Daddy, Daddy, and Me

By: Sean Michael

When Jeff agreed to be the sperm donor to his best friend Beth, he never expected a tragedy to leave his newborn and three-year-old motherless. Beth’s loss has totally thrown his life into chaos: his lover has left him, his house isn’t anywhere near childproof, and his boss feels the restaurant has been patient enough with Jeff’s time off.

Donny has always known he wanted to work with kids, and he just finished his degree in early childhood education. He didn’t count on the prejudice he’d face as not only a male nanny, but a gay one at that. Job-hunting has been frustrating to say the least, so when he knocks on Jeff’s door and is greeted by the sounds of things breaking and a pair of screaming children, he thinks maybe he can begin this particular interview with a trial by fire.

Becoming the nanny to Jeff’s children might be a dream come true for Danny and exactly what Jeff needs, but are either of them ready to really be a family?

Chapter One

DONNY GOT off the bus and turned right, like his GPS was telling him to. The address was 3479 Blueberry Lane. Blueberry. He smiled and shook his head. When he’d first seen the ad, he’d thought it was a joke.

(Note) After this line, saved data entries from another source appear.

//! CLI argument definitions using clap.
//!
//! ## Commands
//!
//! - `sync`: Regenerate the web listing from the mobile listing (default)
//! - `check`: Report counts and missing translations without writing anything
//! - `init`: Write a configuration file with the default paths

use clap::{Args, Parser, Subcommand};

#[derive(Debug, Parser)]
#[command(author, version, about, long_about = None)]
pub struct Arguments {
    #[command(subcommand)]
    pub command: Option<Command>,
}

impl Arguments {
    /// The command to run; `sync` when none was given.
    pub fn command_or_default(self) -> Command {
        self.command
            .unwrap_or_else(|| Command::Sync(SyncCommand::default()))
    }
}

/// Common arguments shared by all commands.
#[derive(Debug, Clone, Default, Args)]
pub struct CommonArgs {
    /// Print extraction details for each listing
    #[arg(short, long)]
    pub verbose: bool,
}

#[derive(Debug, Default, Args)]
pub struct SyncCommand {
    #[command(flatten)]
    pub common: CommonArgs,
}

#[derive(Debug, Default, Args)]
pub struct CheckCommand {
    #[command(flatten)]
    pub common: CommonArgs,
}

#[derive(Debug, Subcommand)]
pub enum Command {
    /// Regenerate the web country listing with flags from the mobile listing (default)
    Sync(SyncCommand),
    /// Report country counts and missing translations without writing output
    Check(CheckCommand),
    /// Initialize a new .dialsyncrc.json configuration file
    Init,
}
use crate::core::{Extraction, Reconciliation};

use crate::cli::ExitStatus;

#[derive(Debug, Clone, Copy, PartialEq, Eq)]
pub struct ExtractionStats {
    pub records: usize,
    pub candidates: usize,
}

impl ExtractionStats {
    pub fn dropped(&self) -> usize {
        self.candidates.saturating_sub(self.records)
    }
}

impl From<&Extraction> for ExtractionStats {
    fn from(extraction: &Extraction) -> Self {
        Self {
            records: extraction.len(),
            candidates: extraction.candidates,
        }
    }
}

/// Listing counts, reported before the message files are loaded.
#[derive(Debug)]
pub struct ListingCounts {
    pub mobile: ExtractionStats,
    pub web: ExtractionStats,
    /// True if paths came from a config file, false if using defaults.
    pub config_from_file: bool,
}

#[derive(Debug)]
pub struct SyncSummary {
    pub reconciliation: Reconciliation,
    /// Output path as configured.
    pub output: String,
}

#[derive(Debug)]
pub struct CheckSummary {
    pub reconciliation: Reconciliation,
}

#[derive(Debug)]
pub struct InitSummary {
    pub created: bool,
}

#[derive(Debug)]
pub enum CommandSummary {
    Sync(SyncSummary),
    Check(CheckSummary),
    Init(InitSummary),
}

/// Result of running dialsync commands
pub struct CommandResult {
    pub summary: CommandSummary,
    /// If true, missing translations turn into `ExitStatus::Failure`.
    pub exit_on_missing: bool,
}

impl CommandResult {
    pub fn exit_status(&self) -> ExitStatus {
        let complete = match &self.summary {
            CommandSummary::Sync(summary) => summary.reconciliation.is_complete(),
            CommandSummary::Check(summary) => summary.reconciliation.is_complete(),
            CommandSummary::Init(_) => true,
        };

        if self.exit_on_missing && !complete {
            ExitStatus::Failure
        } else {
            ExitStatus::Success
        }
    }
}
//! dialsync - country calling code listing sync
//!
//! Keeps the web app's country listing in step with the mobile app's. The
//! Dart listing is the source of truth: its records are checked against the
//! mobile and web translation files, then rendered as a TypeScript listing
//! that carries a flag for every country.
//!
//! ## Module Structure
//!
//! - `cli`: Command-line interface layer (commands and reporting)
//! - `config`: Configuration file loading and parsing
//! - `core`: Extraction, reconciliation and generation pipeline

pub mod cli;
pub mod config;
pub mod core;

It wasn’t, though, and so he was going to give it his best shot. Since graduating with his degree in early childhood care, even his best shot hadn’t been good enough. He was a man, after all.

And a gay one at that.

He’d been interviewed for more jobs than he cared to count, and the only silver lining he could find was that at least he was now an expert at being interviewed.

When he got to 3479 Blueberry Lane, he’d expected it to look like a clone of its neighbors. But it didn’t. This one looked like someone had taken the time to do some planning before it had been built. It was beautiful. He couldn’t see anything in the fenced-off backyard, but the flower beds weren’t quite as neat and tidy as most on the block, and there was a little shovel and a pail sitting in the dirt. Of course, kids would do that to your lawn, leave you with no time to care about what was actually growing in the beds.

He made sure he was all tucked in and that he didn’t have anything stuck in his teeth before he headed up the walk and knocked on the door. There was a bell, but if there were little kids, there was always the chance they were sleeping, and he didn’t figure it would endear him to anyone if he woke the wee ones up.

“Just a second!”

Someone inside screamed, “No! No! No! Daddy Jeff. No!”

Then there was a crash, followed by the wail of an infant.

Good Lord.

He hesitated for no more than half a second before he tried the door; they clearly needed help in there.

A dark-haired little boy came squealing toward him, naked, screaming, covered in what looked like marker, followed closely by a man hopping on one foot, blood dripping from the hand wrapped around the foot in the air. “Robin! Robin, are you okay?”


Donny closed the door quickly and went to his knees to catch Robin before the kid could streak by him. “Hey, buddy, slow down there.”

“No baths! No! No!” Bright blue eyes, filled with tears, met his. “I drawed!”

“I can see that. You know what the problem with no baths and using yourself as paper is?” The boy shook his head. “You run out of places to draw too quickly!” Donny looked past Robin to the good-looking, bleeding man and gave him an empathetic smile.

He got an exhausted grin, a mouthed “thank you.”

Robin frowned, chewing his bottom lip. “Daddy Jeff. Want bath. Now!”

“Okay, Robin. Okay. Let me grab your sister.” The man let go of his foot, and blood sprayed. “And a paper towel.”

“I can either get the little girl or help him with his bath, if you want?” Hands-on help would be an excellent way to prove that despite the fact he was a man, he could do the job and do it well.

“I-I don’t even know you. You—”

The baby started screaming at the top of her lungs.

“Watch the glass. The bathroom’s this way.”

“I’m Donald Gleason. I’m your three o’clock nanny interview.” He lifted Robin up over the glass as he followed Daddy Jeff down the hall.

“Jeff Roberts.” Jeff pulled a huge piece of glass from his foot. “Oh, better.”